--- EXTRACTED DATA Enclosed Below ---

//! Turn Engine
//!
//! The single transition function of a session: given the current
//! [`SessionState`] and one discrete learner [`Action`], compute the next
//! stage, update the conversation, call the partner model when a turn is
//! submitted, and append to the session logs.
//!
//! Every action is handled to completion before the next one is accepted.
//! Rejected actions (soft warnings and [`TransitionError`]s alike) leave the
//! state exactly as it was. Collaborator failures never escape: they are
//! turned into a [`Notice::Error`] and a fallback value so the conversation
//! can always move on.

use crate::{
    Notice,
    corpus::{self, ScenarioKind},
    llm_client::LLMClient,
    log::LogRole,
    prompt::PromptComposer,
    scaffolding::{self, Trigger},
    session::{ConversationTurn, InputMethod, NoticingStep, PracticeStep, SessionState, Stage},
    transcription::Transcriber,
};
use serde::{Deserialize, Serialize};
use std::sync::Arc;
use tracing::{error, info, instrument, warn};

/// Partner turn used when the model cannot be reached.
pub const FALLBACK_REPLY: &str = "I'm having trouble connecting right now. Please try again.";

const EMPTY_NAME_WARNING: &str = "Please enter your name to continue.";
const EMPTY_TURN_WARNING: &str = "Please record your voice or type a response first!";
const EMPTY_REFLECTION_WARNING: &str = "Please write your reflection before submitting.";
const NO_SPEECH_WARNING: &str = "No speech was recognised. Please try again or type your response.";

/// A discrete learner action.
#[derive(Debug, Clone, PartialEq, Serialize, Deserialize)]
#[serde(tag = "type", rename_all = "snake_case")]
pub enum Action {
    StartSession {
        name: String,
    },
    /// Moves on to the next activity, optionally leaving a comment about the current one.
    ChooseActivity {
        #[serde(default)]
        notes: Option<String>,
    },
    /// Moves forward within the noticing activity.
    Continue {
        #[serde(default)]
        notes: Option<String>,
    },
    SelectScenario {
        id: String,
    },
    SubmitTurn {
        text: String,
        method: InputMethod,
    },
    RequestHelp,
    EndScenario,
    GoBack,
    SubmitReflection {
        text: String,
    },
    Reset,
}

impl Action {
    pub fn name(&self) -> &'static str {
        match self {
            Action::StartSession { .. } => "start_session",
            Action::ChooseActivity { .. } => "choose_activity",
            Action::Continue { .. } => "continue",
            Action::SelectScenario { .. } => "select_scenario",
            Action::SubmitTurn { .. } => "submit_turn",
            Action::RequestHelp => "request_help",
            Action::EndScenario => "end_scenario",
            Action::GoBack => "go_back",
            Action::SubmitReflection { .. } => "submit_reflection",
            Action::Reset => "reset",
        }
    }
}

/// An action that makes no sense in the current stage.
#[derive(Debug, Clone, PartialEq, Eq, thiserror::Error)]
pub enum TransitionError {
    #[error("action '{action}' is not valid in stage '{stage}'")]
    InvalidAction {
        action: &'static str,
        stage: &'static str,
    },
    #[error("unknown scenario '{0}'")]
    UnknownScenario(String),
    #[error("scenario '{id}' cannot be selected in stage '{stage}'")]
    ScenarioNotAvailable { id: String, stage: &'static str },
    #[error("no scenario is selected in stage '{0}'")]
    NoActiveScenario(&'static str),
    #[error("scenario '{0}' must be completed before the reflection")]
    ScenarioRemaining(&'static str),
}

/// Result of a voice transcription request.
#[derive(Debug, Clone, PartialEq, Serialize)]
pub struct Transcription {
    /// The transcript, empty when nothing usable came back.
    pub text: String,
    pub notices: Vec<Notice>,
}

/// Drives sessions forward. Holds only the collaborators, never session data.
pub struct TurnEngine {
    llm: Arc<dyn LLMClient>,
    transcriber: Arc<dyn Transcriber>,
    composer: PromptComposer,
}

impl TurnEngine {
    pub fn new(
        llm: Arc<dyn LLMClient>,
        transcriber: Arc<dyn Transcriber>,
        composer: PromptComposer,
    ) -> Self {
        Self {
            llm,
            transcriber,
            composer,
        }
    }

    pub fn composer(&self) -> &PromptComposer {
        &self.composer
    }

    /// Applies one learner action to `state`.
    #[instrument(name = "advance", skip_all, fields(stage = %state.stage(), action = action.name()))]
    pub async fn advance(
        &self,
        state: &mut SessionState,
        action: Action,
    ) -> Result<Vec<Notice>, TransitionError> {
        if state.student_name.is_none() {
            return match action {
                Action::StartSession { name } => Ok(start_session(state, &name)),
                Action::Reset => Ok(reset(state)),
                other => Err(invalid(&other, state)),
            };
        }

        match (state.stage, action) {
            (_, Action::Reset) => Ok(reset(state)),

            (Stage::Welcome, Action::ChooseActivity { .. }) => {
                state.stage = Stage::Noticing(NoticingStep::Intro);
                state.log_interaction(LogRole::System, "Started Activity 1");
                Ok(Vec::new())
            }
            (Stage::Noticing(NoticingStep::Intro), Action::Continue { .. }) => {
                state.stage = Stage::Noticing(NoticingStep::FirstDialogue);
                Ok(Vec::new())
            }
            (Stage::Noticing(NoticingStep::FirstDialogue), Action::Continue { notes }) => {
                log_notes(state, "Activity 1 - Dialogue 1 response", notes);
                state.stage = Stage::Noticing(NoticingStep::SecondDialogue);
                Ok(Vec::new())
            }
            (Stage::Noticing(NoticingStep::SecondDialogue), Action::Continue { notes }) => {
                log_notes(state, "Activity 1 - Dialogue 2 response", notes);
                state.stage = Stage::Noticing(NoticingStep::Summary);
                Ok(Vec::new())
            }
            (Stage::Noticing(NoticingStep::Summary), Action::ChooseActivity { notes }) => {
                log_notes(state, "Activity 1 reflection", notes);
                state.stage = Stage::Debate(PracticeStep::Menu);
                state.log_interaction(LogRole::System, "Completed Activity 1, Started Activity 2");
                Ok(Vec::new())
            }
            (Stage::Debate(PracticeStep::Complete), Action::ChooseActivity { .. }) => {
                state.clear_conversation();
                state.stage = Stage::RolePlay(PracticeStep::Menu);
                state.log_interaction(LogRole::System, "Completed Activity 2, Started Activity 3");
                Ok(Vec::new())
            }
            (Stage::RolePlay(PracticeStep::Complete), Action::ChooseActivity { .. }) => {
                if state.scenario().map(|s| s.id) != Some(corpus::FINAL_ROLE_PLAY) {
                    return Err(TransitionError::ScenarioRemaining(corpus::FINAL_ROLE_PLAY));
                }
                state.stage = Stage::Reflection;
                Ok(Vec::new())
            }

            (stage, Action::SelectScenario { id }) => match stage.practice() {
                Some((kind, PracticeStep::Menu | PracticeStep::Complete)) => {
                    select_scenario(state, kind, &id)
                }
                _ => Err(TransitionError::InvalidAction {
                    action: "select_scenario",
                    stage: stage.tag(),
                }),
            },
            (stage, Action::SubmitTurn { text, method }) if stage.is_chat() => {
                self.submit_turn(state, &text, method).await
            }
            (stage, Action::RequestHelp) if stage.is_chat() => request_help(state),
            (stage, Action::EndScenario) if stage.is_chat() => {
                if let Some((kind, _)) = stage.practice() {
                    state.stage = Stage::practice_stage(kind, PracticeStep::Complete);
                }
                Ok(Vec::new())
            }
            (stage, Action::GoBack) => match stage.practice() {
                Some((kind, PracticeStep::Chat | PracticeStep::Complete)) => {
                    state.clear_conversation();
                    state.stage = Stage::practice_stage(kind, PracticeStep::Menu);
                    Ok(Vec::new())
                }
                _ => Err(TransitionError::InvalidAction {
                    action: "go_back",
                    stage: stage.tag(),
                }),
            },

            (Stage::Reflection, Action::SubmitReflection { text }) => {
                let text = text.trim();
                if text.is_empty() {
                    return Ok(vec![Notice::warning(EMPTY_REFLECTION_WARNING)]);
                }
                state.log_interaction(LogRole::Learner, format!("REFLECTION: {text}"));
                state.stage = Stage::Complete;
                info!(student = state.student_name().unwrap_or_default(), "Session complete");
                Ok(vec![Notice::SessionComplete {
                    message: "Thank you for participating!".to_string(),
                }])
            }

            (_, other) => Err(invalid(&other, state)),
        }
    }

    /// Transcribes a voice recording into the pending transcription buffer.
    ///
    /// Only valid while chatting. A failed call yields an empty transcript and
    /// an error notice; no turn is ever appended here.
    #[instrument(name = "transcribe", skip_all, fields(stage = %state.stage(), bytes = audio.len()))]
    pub async fn transcribe(
        &self,
        state: &mut SessionState,
        audio: Vec<u8>,
    ) -> Result<Transcription, TransitionError> {
        if state.student_name.is_none() || !state.stage.is_chat() {
            return Err(TransitionError::InvalidAction {
                action: "transcribe",
                stage: state.stage.tag(),
            });
        }

        match self.transcriber.transcribe(audio).await {
            Ok(text) if !text.trim().is_empty() => {
                let text = text.trim().to_string();
                state.pending_transcript = Some(text.clone());
                Ok(Transcription {
                    notices: vec![Notice::Transcribed { text: text.clone() }],
                    text,
                })
            }
            Ok(_) => Ok(Transcription {
                text: String::new(),
                notices: vec![Notice::warning(NO_SPEECH_WARNING)],
            }),
            Err(e) => {
                error!(error = ?e, "Transcription call failed");
                Ok(Transcription {
                    text: String::new(),
                    notices: vec![Notice::error(format!("Error transcribing audio: {e}"))],
                })
            }
        }
    }

    async fn submit_turn(
        &self,
        state: &mut SessionState,
        text: &str,
        method: InputMethod,
    ) -> Result<Vec<Notice>, TransitionError> {
        let text = text.trim();
        if text.is_empty() {
            return Ok(vec![Notice::warning(EMPTY_TURN_WARNING)]);
        }
        let scenario = state
            .scenario()
            .ok_or(TransitionError::NoActiveScenario(state.stage.tag()))?;

        state.log_interaction(
            LogRole::Learner,
            format!("[{method}] Turn {}: {text}", state.turn_count + 1),
        );

        let messages = self.composer.compose(scenario, &state.conversation, text);
        let mut notices = Vec::new();
        let reply = match self.llm.complete(messages).await {
            Ok(reply) if !reply.trim().is_empty() => reply.trim().to_string(),
            Ok(_) => {
                warn!(scenario = scenario.id, "Partner model returned an empty reply");
                notices.push(Notice::error("The partner model returned an empty reply."));
                FALLBACK_REPLY.to_string()
            }
            Err(e) => {
                error!(scenario = scenario.id, error = ?e, "Partner model call failed");
                notices.push(Notice::error(format!("Error calling the partner model: {e}")));
                FALLBACK_REPLY.to_string()
            }
        };

        state.conversation.push(ConversationTurn::learner(text));
        state.conversation.push(ConversationTurn::partner(reply.clone()));
        state.log_interaction(LogRole::Partner, reply);
        state.turn_count += 1;
        state.pending_transcript = None;

        if scaffolding::should_auto_scaffold(state.turn_count, state.scaffolding_shown) {
            state.scaffolding_shown = true;
            state.log_autonomy(Trigger::Automatic.autonomy_action());
            notices.push(Notice::Examples {
                panel: scaffolding::automatic_panel(scenario.register),
            });
        }

        info!(
            scenario = scenario.id,
            turn_count = state.turn_count,
            %method,
            "Turn completed"
        );
        Ok(notices)
    }
}

fn invalid(action: &Action, state: &SessionState) -> TransitionError {
    TransitionError::InvalidAction {
        action: action.name(),
        stage: state.state_tag(),
    }
}

fn start_session(state: &mut SessionState, name: &str) -> Vec<Notice> {
    let name = name.trim();
    if name.is_empty() {
        return vec![Notice::warning(EMPTY_NAME_WARNING)];
    }
    state.student_name = Some(name.to_string());
    state.stage = Stage::Welcome;
    info!(student = name, "Session started");
    Vec::new()
}

fn reset(state: &mut SessionState) -> Vec<Notice> {
    info!(student = state.student_name().unwrap_or_default(), "Session reset");
    state.reset();
    Vec::new()
}

fn log_notes(state: &mut SessionState, label: &str, notes: Option<String>) {
    if let Some(notes) = notes.as_deref().map(str::trim).filter(|n| !n.is_empty()) {
        state.log_interaction(LogRole::Learner, format!("{label}: {notes}"));
    }
}

fn select_scenario(
    state: &mut SessionState,
    kind: ScenarioKind,
    id: &str,
) -> Result<Vec<Notice>, TransitionError> {
    let scenario =
        corpus::find_scenario(id).ok_or_else(|| TransitionError::UnknownScenario(id.to_string()))?;
    if scenario.kind != kind {
        return Err(TransitionError::ScenarioNotAvailable {
            id: id.to_string(),
            stage: state.stage.tag(),
        });
    }

    state.begin_scenario(scenario);
    state.stage = Stage::practice_stage(kind, PracticeStep::Chat);
    state.log_interaction(LogRole::Partner, scenario.opening_line);
    info!(scenario = scenario.id, relationship = %scenario.relationship, "Scenario selected");
    Ok(Vec::new())
}

fn request_help(state: &mut SessionState) -> Result<Vec<Notice>, TransitionError> {
    let scenario = state
        .scenario()
        .ok_or(TransitionError::NoActiveScenario(state.stage.tag()))?;
    state.log_autonomy(Trigger::OnDemand.autonomy_action());
    info!(scenario = scenario.id, "Examples requested");
    Ok(vec![Notice::Examples {
        panel: scaffolding::help_panel(scenario.register),
    }])
}
//! Shared Application State
//!
//! This module defines the `AppState` struct, which holds the session store,
//! the credential-gated turn engine and the loaded configuration.

use crate::config::Config;
use async_openai::config::OpenAIConfig;
use partner_core::{
    engine::TurnEngine,
    llm_client::OpenAICompatibleClient,
    prompt::PromptComposer,
    transcription::WhisperTranscriber,
};
use std::sync::Arc;
use tokio::sync::RwLock;
use tracing::info;

use crate::store::SessionStore;

/// The shared application state, created once at startup and passed to all handlers.
pub struct AppState {
    pub sessions: SessionStore,
    /// `None` until an API key has been supplied; every session-advancing
    /// route is parked behind it.
    pub engine: RwLock<Option<Arc<TurnEngine>>>,
    pub system_prompt: Arc<String>,
    pub config: Arc<Config>,
}

impl AppState {
    /// Creates the state, building the engine right away when the
    /// configuration already carries a key.
    pub fn new(config: Config, system_prompt: String) -> Self {
        let system_prompt = Arc::new(system_prompt);
        let engine = config
            .openai_api_key
            .as_deref()
            .map(|key| Arc::new(build_engine(&config, key, &system_prompt)));
        Self {
            sessions: SessionStore::new(),
            engine: RwLock::new(engine),
            system_prompt,
            config: Arc::new(config),
        }
    }

    /// Installs a ready engine, replacing any previous one.
    pub async fn install_engine(&self, engine: TurnEngine) {
        *self.engine.write().await = Some(Arc::new(engine));
    }

    /// Rebuilds the collaborators around a newly entered key.
    pub async fn install_credential(&self, api_key: &str) {
        let engine = build_engine(&self.config, api_key, &self.system_prompt);
        self.install_engine(engine).await;
        info!("API credential installed; sessions are unlocked.");
    }

    pub async fn engine(&self) -> Option<Arc<TurnEngine>> {
        self.engine.read().await.clone()
    }
}

/// Wires the OpenAI-compatible collaborators into a `TurnEngine`.
pub fn build_engine(config: &Config, api_key: &str, system_prompt: &str) -> TurnEngine {
    let openai_config = OpenAIConfig::new()
        .with_api_key(api_key)
        .with_api_base(&config.openai_api_base);
    TurnEngine::new(
        Arc::new(OpenAICompatibleClient::new(
            openai_config.clone(),
            config.chat_settings(),
        )),
        Arc::new(WhisperTranscriber::new(
            openai_config,
            config.transcription_model.clone(),
        )),
        PromptComposer::new(system_prompt),
    )
}
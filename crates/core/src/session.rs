//! Session State
//!
//! The single mutable record of one learner's progress. Only the turn engine
//! mutates it; hosts hold it between actions and render it through
//! [`crate::view::SessionView`].

use crate::{
    corpus::{self, Scenario, ScenarioKind},
    log::{AutonomyAction, LogRole, SessionExport, SessionLog},
};
use chrono::{DateTime, Utc};
use serde::{Deserialize, Serialize};
use std::fmt;

/// The three activities, in the order a learner meets them.
#[derive(Debug, Clone, Copy, PartialEq, Eq, Serialize, Deserialize)]
pub enum Activity {
    /// Reading annotated example dialogues.
    #[serde(rename = "activity1")]
    Noticing,
    /// Scripted debates with a peer or a boss.
    #[serde(rename = "activity2")]
    Debate,
    /// Role-play scenarios.
    #[serde(rename = "activity3")]
    RolePlay,
}

impl fmt::Display for Activity {
    fn fmt(&self, f: &mut fmt::Formatter<'_>) -> fmt::Result {
        match self {
            Activity::Noticing => write!(f, "activity1"),
            Activity::Debate => write!(f, "activity2"),
            Activity::RolePlay => write!(f, "activity3"),
        }
    }
}

#[derive(Debug, Clone, Copy, PartialEq, Eq, Serialize, Deserialize)]
#[serde(rename_all = "snake_case")]
pub enum NoticingStep {
    Intro,
    FirstDialogue,
    SecondDialogue,
    Summary,
}

/// Steps shared by every scenario-driven activity.
#[derive(Debug, Clone, Copy, PartialEq, Eq, Serialize, Deserialize)]
#[serde(rename_all = "snake_case")]
pub enum PracticeStep {
    /// Choosing a topic or scenario.
    Menu,
    Chat,
    Complete,
}

/// Activity x state-within-activity. Exactly one is active at a time.
#[derive(Debug, Clone, Copy, PartialEq, Eq, Serialize, Deserialize)]
#[serde(tag = "stage", content = "step", rename_all = "snake_case")]
pub enum Stage {
    Welcome,
    Noticing(NoticingStep),
    Debate(PracticeStep),
    RolePlay(PracticeStep),
    Reflection,
    Complete,
}

impl Stage {
    pub fn activity(self) -> Option<Activity> {
        match self {
            Stage::Welcome => None,
            Stage::Noticing(_) => Some(Activity::Noticing),
            Stage::Debate(_) => Some(Activity::Debate),
            Stage::RolePlay(_) | Stage::Reflection | Stage::Complete => Some(Activity::RolePlay),
        }
    }

    /// Flat tag used in the interaction log and by views.
    pub fn tag(self) -> &'static str {
        match self {
            Stage::Welcome => "welcome",
            Stage::Noticing(NoticingStep::Intro) => "activity1_intro",
            Stage::Noticing(NoticingStep::FirstDialogue) => "show_dialogue1",
            Stage::Noticing(NoticingStep::SecondDialogue) => "show_dialogue2",
            Stage::Noticing(NoticingStep::Summary) => "activity1_summary",
            Stage::Debate(PracticeStep::Menu) => "activity2_intro",
            Stage::Debate(PracticeStep::Chat) => "debate_chat",
            Stage::Debate(PracticeStep::Complete) => "debate_complete",
            Stage::RolePlay(PracticeStep::Menu) => "activity3_intro",
            Stage::RolePlay(PracticeStep::Chat) => "scenario_chat",
            Stage::RolePlay(PracticeStep::Complete) => "scenario_complete",
            Stage::Reflection => "reflection",
            Stage::Complete => "complete",
        }
    }

    /// The practice step, if this stage belongs to a scenario-driven activity.
    pub fn practice(self) -> Option<(ScenarioKind, PracticeStep)> {
        match self {
            Stage::Debate(step) => Some((ScenarioKind::Debate, step)),
            Stage::RolePlay(step) => Some((ScenarioKind::RolePlay, step)),
            _ => None,
        }
    }

    pub fn is_chat(self) -> bool {
        matches!(self.practice(), Some((_, PracticeStep::Chat)))
    }

    pub(crate) fn practice_stage(kind: ScenarioKind, step: PracticeStep) -> Stage {
        match kind {
            ScenarioKind::Debate => Stage::Debate(step),
            ScenarioKind::RolePlay => Stage::RolePlay(step),
        }
    }
}

impl fmt::Display for Stage {
    fn fmt(&self, f: &mut fmt::Formatter<'_>) -> fmt::Result {
        f.write_str(self.tag())
    }
}

#[derive(Debug, Clone, Copy, PartialEq, Eq, Serialize, Deserialize)]
#[serde(rename_all = "lowercase")]
pub enum TurnRole {
    Learner,
    Partner,
}

/// One utterance in the active scenario's conversation.
#[derive(Debug, Clone, PartialEq, Eq, Serialize, Deserialize)]
pub struct ConversationTurn {
    pub role: TurnRole,
    pub text: String,
}

impl ConversationTurn {
    pub fn learner(text: impl Into<String>) -> Self {
        Self {
            role: TurnRole::Learner,
            text: text.into(),
        }
    }

    pub fn partner(text: impl Into<String>) -> Self {
        Self {
            role: TurnRole::Partner,
            text: text.into(),
        }
    }
}

/// How the learner produced a submitted turn.
#[derive(Debug, Clone, Copy, PartialEq, Eq, Serialize, Deserialize)]
#[serde(rename_all = "lowercase")]
pub enum InputMethod {
    Voice,
    Text,
}

impl fmt::Display for InputMethod {
    fn fmt(&self, f: &mut fmt::Formatter<'_>) -> fmt::Result {
        match self {
            InputMethod::Voice => write!(f, "VOICE"),
            InputMethod::Text => write!(f, "TEXT"),
        }
    }
}

/// The aggregate root for one learner's session.
#[derive(Debug, Clone, PartialEq, Serialize, Deserialize)]
pub struct SessionState {
    pub(crate) student_name: Option<String>,
    pub(crate) stage: Stage,
    pub(crate) scenario_id: Option<String>,
    pub(crate) conversation: Vec<ConversationTurn>,
    pub(crate) turn_count: u32,
    pub(crate) scaffolding_shown: bool,
    pub(crate) pending_transcript: Option<String>,
    pub(crate) log: SessionLog,
}

impl Default for SessionState {
    fn default() -> Self {
        Self {
            student_name: None,
            stage: Stage::Welcome,
            scenario_id: None,
            conversation: Vec::new(),
            turn_count: 0,
            scaffolding_shown: false,
            pending_transcript: None,
            log: SessionLog::default(),
        }
    }
}

impl SessionState {
    pub fn new() -> Self {
        Self::default()
    }

    pub fn student_name(&self) -> Option<&str> {
        self.student_name.as_deref()
    }

    pub fn stage(&self) -> Stage {
        self.stage
    }

    /// Stage tag as shown to hosts, `name_entry` until the learner is named.
    pub fn state_tag(&self) -> &'static str {
        match self.student_name {
            Some(_) => self.stage.tag(),
            None => "name_entry",
        }
    }

    pub fn activity(&self) -> Option<Activity> {
        self.stage.activity()
    }

    /// The selected debate topic or role-play scenario, if any.
    pub fn scenario(&self) -> Option<&'static Scenario> {
        self.scenario_id.as_deref().and_then(corpus::find_scenario)
    }

    pub fn conversation(&self) -> &[ConversationTurn] {
        &self.conversation
    }

    pub fn turn_count(&self) -> u32 {
        self.turn_count
    }

    pub fn scaffolding_shown(&self) -> bool {
        self.scaffolding_shown
    }

    pub fn pending_transcript(&self) -> Option<&str> {
        self.pending_transcript.as_deref()
    }

    pub fn log(&self) -> &SessionLog {
        &self.log
    }

    /// Appends an interaction tagged with the current activity and stage.
    pub fn log_interaction(&mut self, role: LogRole, content: impl Into<String>) {
        let activity = self.activity();
        let state = self.stage.tag();
        self.log.log_interaction(activity, state, role, content);
    }

    /// Appends an autonomy event tagged with the current activity.
    pub fn log_autonomy(&mut self, action: AutonomyAction) {
        let activity = self.activity();
        self.log.log_autonomy(activity, action);
    }

    /// Snapshot of the session for download. Never touches the logs.
    pub fn export(&self) -> SessionExport {
        SessionExport {
            student_name: self.student_name.clone(),
            session_start: self.log.session_start(),
            session_end: Utc::now(),
            interactions: self.log.interactions().to_vec(),
            autonomy_events: self.log.autonomy_events().to_vec(),
        }
    }

    /// File name offered for the exported log.
    pub fn export_file_name(&self, at: DateTime<Utc>) -> String {
        let name: String = self
            .student_name
            .as_deref()
            .unwrap_or("anonymous")
            .chars()
            .map(|c| if c.is_alphanumeric() || c == '-' { c } else { '_' })
            .collect();
        format!(
            "discussion_partner_log_{}_{}.json",
            name,
            at.format("%Y%m%d_%H%M%S")
        )
    }

    /// Returns the session to its start-of-session defaults.
    pub fn reset(&mut self) {
        *self = Self::default();
    }

    /// Selects a scenario and seeds the conversation with its opening line.
    pub(crate) fn begin_scenario(&mut self, scenario: &'static Scenario) {
        self.scenario_id = Some(scenario.id.to_string());
        self.conversation = vec![ConversationTurn::partner(scenario.opening_line)];
        self.turn_count = 0;
        self.scaffolding_shown = false;
        self.pending_transcript = None;
    }

    /// Drops the conversation and its counters, keeping the logs.
    pub(crate) fn clear_conversation(&mut self) {
        self.scenario_id = None;
        self.conversation.clear();
        self.turn_count = 0;
        self.scaffolding_shown = false;
        self.pending_transcript = None;
    }
}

--- End of Enclosed EXTRACTED DATA ---

§ EXERCISE
Starting at the line above that contains "-> Result<Transcription, TransitionError>", write out each line exactly until the line that contains "state.pending_transcript = Some(text.clone());" has been written, and stop there.

§ REPLY TO THE EXERCISE
    ) -> Result<Transcription, TransitionError> {
        if state.student_name.is_none() || !state.stage.is_chat() {
            return Err(TransitionError::InvalidAction {
                action: "transcribe",
                stage: state.stage.tag(),
            });
        }

        match self.transcriber.transcribe(audio).await {
            Ok(text) if !text.trim().is_empty() => {
                let text = text.trim().to_string();
                state.pending_transcript = Some(text.clone());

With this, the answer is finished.